[Stored data]
=== Begin Enclosure ===
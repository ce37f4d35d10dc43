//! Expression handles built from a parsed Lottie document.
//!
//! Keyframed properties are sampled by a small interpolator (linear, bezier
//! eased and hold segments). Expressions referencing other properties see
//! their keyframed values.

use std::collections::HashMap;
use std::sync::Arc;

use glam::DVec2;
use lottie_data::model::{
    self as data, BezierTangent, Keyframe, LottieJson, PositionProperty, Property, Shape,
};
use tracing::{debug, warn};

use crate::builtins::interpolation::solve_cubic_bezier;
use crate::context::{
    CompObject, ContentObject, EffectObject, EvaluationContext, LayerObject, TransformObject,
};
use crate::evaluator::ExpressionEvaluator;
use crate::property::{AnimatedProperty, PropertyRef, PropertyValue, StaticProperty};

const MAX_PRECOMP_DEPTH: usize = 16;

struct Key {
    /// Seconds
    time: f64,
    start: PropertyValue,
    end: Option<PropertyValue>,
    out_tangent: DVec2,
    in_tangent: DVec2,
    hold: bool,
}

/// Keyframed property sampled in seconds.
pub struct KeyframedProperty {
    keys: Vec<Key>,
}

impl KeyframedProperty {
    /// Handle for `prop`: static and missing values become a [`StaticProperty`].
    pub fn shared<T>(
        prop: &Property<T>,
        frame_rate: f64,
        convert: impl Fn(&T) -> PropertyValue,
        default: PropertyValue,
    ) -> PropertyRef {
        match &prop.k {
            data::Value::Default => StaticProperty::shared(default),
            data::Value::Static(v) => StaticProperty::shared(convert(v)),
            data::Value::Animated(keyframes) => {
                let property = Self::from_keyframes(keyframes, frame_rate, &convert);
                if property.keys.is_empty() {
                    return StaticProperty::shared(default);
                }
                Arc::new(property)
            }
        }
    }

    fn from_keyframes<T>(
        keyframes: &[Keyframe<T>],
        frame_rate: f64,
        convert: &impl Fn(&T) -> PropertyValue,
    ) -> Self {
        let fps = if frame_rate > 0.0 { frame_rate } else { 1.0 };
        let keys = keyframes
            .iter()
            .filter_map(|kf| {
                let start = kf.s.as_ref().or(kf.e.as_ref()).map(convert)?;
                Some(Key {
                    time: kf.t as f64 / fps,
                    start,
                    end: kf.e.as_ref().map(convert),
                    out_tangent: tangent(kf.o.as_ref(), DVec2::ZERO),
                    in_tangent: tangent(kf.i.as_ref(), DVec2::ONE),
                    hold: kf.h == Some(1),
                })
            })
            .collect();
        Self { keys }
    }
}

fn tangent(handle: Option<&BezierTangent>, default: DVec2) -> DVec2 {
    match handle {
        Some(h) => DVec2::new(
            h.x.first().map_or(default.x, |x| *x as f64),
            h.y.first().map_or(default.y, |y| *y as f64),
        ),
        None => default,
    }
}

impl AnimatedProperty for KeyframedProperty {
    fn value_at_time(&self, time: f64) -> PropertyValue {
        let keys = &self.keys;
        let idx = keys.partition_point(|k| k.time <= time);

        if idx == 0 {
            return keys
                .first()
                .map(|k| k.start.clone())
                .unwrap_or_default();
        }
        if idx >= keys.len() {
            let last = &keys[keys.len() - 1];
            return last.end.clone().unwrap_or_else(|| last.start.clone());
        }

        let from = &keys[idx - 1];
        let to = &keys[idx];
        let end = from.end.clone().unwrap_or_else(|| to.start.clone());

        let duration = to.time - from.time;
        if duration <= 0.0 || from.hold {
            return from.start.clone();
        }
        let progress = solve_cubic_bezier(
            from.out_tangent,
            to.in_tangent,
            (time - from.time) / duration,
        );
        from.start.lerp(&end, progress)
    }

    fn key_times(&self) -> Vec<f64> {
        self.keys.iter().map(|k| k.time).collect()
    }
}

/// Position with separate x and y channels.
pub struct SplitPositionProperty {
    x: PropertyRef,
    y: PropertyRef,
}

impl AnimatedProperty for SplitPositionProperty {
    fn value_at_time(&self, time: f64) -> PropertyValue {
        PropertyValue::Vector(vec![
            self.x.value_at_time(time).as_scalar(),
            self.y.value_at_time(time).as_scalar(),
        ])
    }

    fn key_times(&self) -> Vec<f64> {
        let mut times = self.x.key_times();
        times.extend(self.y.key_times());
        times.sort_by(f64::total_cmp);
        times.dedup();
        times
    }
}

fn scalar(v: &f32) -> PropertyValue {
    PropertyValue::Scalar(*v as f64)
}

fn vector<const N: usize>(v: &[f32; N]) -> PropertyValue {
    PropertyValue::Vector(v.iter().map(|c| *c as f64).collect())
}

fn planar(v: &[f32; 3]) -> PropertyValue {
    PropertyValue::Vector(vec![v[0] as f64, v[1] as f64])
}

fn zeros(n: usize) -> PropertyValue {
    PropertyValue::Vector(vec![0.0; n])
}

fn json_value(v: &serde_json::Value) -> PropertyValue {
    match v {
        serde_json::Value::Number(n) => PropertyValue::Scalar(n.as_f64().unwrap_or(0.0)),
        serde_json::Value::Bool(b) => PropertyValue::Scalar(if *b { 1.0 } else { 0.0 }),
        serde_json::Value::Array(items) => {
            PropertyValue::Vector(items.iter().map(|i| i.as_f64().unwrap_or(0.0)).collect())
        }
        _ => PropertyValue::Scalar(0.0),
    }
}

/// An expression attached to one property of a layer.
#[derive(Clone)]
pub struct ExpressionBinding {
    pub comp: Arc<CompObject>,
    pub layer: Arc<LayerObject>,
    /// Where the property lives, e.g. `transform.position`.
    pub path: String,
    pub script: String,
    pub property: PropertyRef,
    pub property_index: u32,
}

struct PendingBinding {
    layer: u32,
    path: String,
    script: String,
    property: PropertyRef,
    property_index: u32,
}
=== End Enclosure ===
Task brief:
Return the lines above precisely as they appear, beginning at the first line and ending at the line with "other properties see", and nothing after it.

Response:
repository ce37f4d35d10dc43
//! Expression handles built from a parsed Lottie document.
//!
//! Keyframed properties are sampled by a small interpolator (linear, bezier
//! eased and hold segments). Expressions referencing other properties see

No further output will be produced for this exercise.